TASK INSTRUCTIONS: Go through the records below line by line and report how many lines include "message", giving the number only.

[Collected data entries]
//! Duplicate-submission suppression.
//!
//! The first submission under a key opens a window of `interval`; every
//! submission before it closes is a duplicate. There is no status machine,
//! only create and expire.

use std::sync::Arc;
use std::time::Duration;

use serde::Serialize;
use tracing::{debug, warn};

use crate::clock::{millis_of, Clock};
use crate::error::{ProtectionError, Result};
use crate::failure::{FailurePolicy, Guarded};
use crate::key::ProtectionKey;
use crate::store::ProtectionRecord;

/// Suppression window settings.
#[derive(Debug, Clone, PartialEq, Eq)]
pub struct DuplicatePolicy {
    pub interval: Duration,
    pub message: String,
}

impl Default for DuplicatePolicy {
    fn default() -> Self {
        Self {
            interval: Duration::from_secs(5),
            message: "Duplicate submission, please wait".to_string(),
        }
    }
}

/// The open window a duplicate ran into.
#[derive(Debug, Clone, PartialEq, Eq, Serialize)]
pub struct DuplicateRecord {
    pub first_submit_ms: i64,
    pub expires_at_ms: i64,
    /// Submissions seen after the first
    pub access_count: u64,
}

impl From<ProtectionRecord> for DuplicateRecord {
    fn from(record: ProtectionRecord) -> Self {
        Self {
            first_submit_ms: record.created_at,
            expires_at_ms: record.expires_at,
            access_count: record.access_count,
        }
    }
}

#[derive(Debug, Clone)]
pub struct DuplicateGuard {
    failure: Arc<FailurePolicy>,
    clock: Arc<dyn Clock>,
}

impl DuplicateGuard {
    pub fn new(failure: Arc<FailurePolicy>, clock: Arc<dyn Clock>) -> Self {
        Self { failure, clock }
    }

    /// Open a window under `key`, or report the one already open.
    ///
    /// Returns `None` for a first submission and the existing record for a
    /// duplicate.
    pub async fn check_and_record(
        &self,
        key: &ProtectionKey,
        interval: Duration,
    ) -> Result<Option<DuplicateRecord>> {
        let candidate = ProtectionRecord::new(None, self.clock.now_millis(), interval);
        match self
            .failure
            .call(move |store| async move { store.get_or_create(key, candidate, interval).await })
            .await
        {
            Guarded::Value((_, true)) => Ok(None),
            Guarded::Value((record, false)) => Ok(Some(record.into())),
            Guarded::Allow => Ok(None),
            Guarded::Reject => Err(ProtectionError::DuplicateSubmission {
                key: key.to_string(),
                message: "protection store unavailable".to_string(),
                retry_after_ms: 0,
            }),
        }
    }

    /// Like [`check_and_record`](Self::check_and_record), but a duplicate is
    /// a [`ProtectionError::DuplicateSubmission`].
    pub async fn check(&self, key: &ProtectionKey, policy: &DuplicatePolicy) -> Result<()> {
        match self.check_and_record(key, policy.interval).await? {
            None => {
                debug!(key = %key, interval_ms = millis_of(policy.interval), "Submission window opened");
                Ok(())
            }
            Some(existing) => {
                let retry_after_ms = (existing.expires_at_ms - self.clock.now_millis()).max(0) as u64;
                warn!(
                    key = %key,
                    attempts = existing.access_count + 1,
                    retry_after_ms = retry_after_ms,
                    "Duplicate submission"
                );
                Err(ProtectionError::DuplicateSubmission {
                    key: key.to_string(),
                    message: policy.message.clone(),
                    retry_after_ms,
                })
            }
        }
    }

    /// Close the window early, e.g. after the submission failed.
    pub async fn release(&self, key: &ProtectionKey) -> Result<bool> {
        Ok(self
            .failure
            .call(move |store| async move { store.delete(key).await })
            .await
            .value()
            .unwrap_or(false))
    }
}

FINISHED EXERCISE: 4